Uncle George
by Patti-Lynn Edgar

Uncle George died of cancer at 38. At the funeral, my father covered his face with his oil-stained hands and cried. When a 12-year-old boy in my class shot himself in the head, my dad reminded me of uncle George and how he suffered for eight years. Anyone who takes their own life is selfish, he said.

Granny always said she had thought of my dad and uncle as twins, and I imagined they both looked like Opie, from the T.V. show set in Mayberry, which my father liked to watch with us on holiday afternoons. My grandfather was a cowhand at Fish Creek and later a feed salesman in Calgary. He had 12 children by two wives. He left Granny after the eighth, so dad and George delivered telegrams by bicycle and picked up pins at North Hill Lanes.

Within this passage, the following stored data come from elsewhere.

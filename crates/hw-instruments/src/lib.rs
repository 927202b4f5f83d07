//! # hw-instruments
//!
//! Instrument definitions: the European swaption on a fixed-for-floating
//! swap with a regular payment grid.

#![warn(missing_docs)]
#![forbid(unsafe_code)]

pub mod swaption;

pub use swaption::{SwapType, SwaptionSpec};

My dad was an electrician for an oil company in 1973 when George found an auto wreckers for sale just outside the city. My dad had always wanted to study engineering, but he quit his job to run the business with George. Sometimes, after work, George would come in through the garage door behind my father and surprise my mother by joining us for dinner. During tea and dessert he would look up at the shelf of decorative cups and plates, point to my Bunnykins bowl, and remind me how much he liked it, and how one day, when I wasn't looking, he was going to steal it.

My dad and uncle put the money they made into other auto wreckers and, later, apartment buildings. George bought a farm outside the city with an indoor swimming pool. My mother always had a couple of hundred dollar bills stuffed inside her jean pocket. Then oil prices fell and George's cancer began to spread, and my father was talking in a low voice on the basement phone, one hand against the wall.

Uncle George had the money to get treated in the best facilities in the States, so he took his four kids and his pretty wife down there for a few weeks. While he was gone, contractors showed up at our door with instructions from my uncle to build a sauna in the downstairs bathroom because my dad had mentioned liking George's.

At a backyard family reunion, uncle George had holes in his cheeks that he dabbed with a Kleenex to stop the saliva from running down his jaw and onto his shirt. When he was in the hospital, I sat in the hallway, wanting to tell him about the photo of his grade six class my mother had found in the basement of the elementary school. My father came out of his hospital room, said children weren't allowed in, and took me home.

The cancer spread to uncle George's brain in 1984 and my aunt found him naked in the living room looking for the truck keys, pleading for my father and screaming that the rest of his family was trying to kill him. My dad drove out to the farm and convinced him to put on underwear. On the way to the hospital, uncle George was looking at his wrist and talking about the time, even though my father and him had never worn watches. He asked my dad for 20 bucks and then stuck it in his briefs. My father pulled it out after he died. Dad gave most of the money from the insurance company to my uncle's wife and children. With the rest he bought a 20-foot motor boat that he towed out west and a nautical watch so he wouldn't get lost at sea.

Patti-Lynn Edgar lives in Ottawa. She doesn't believe in memories.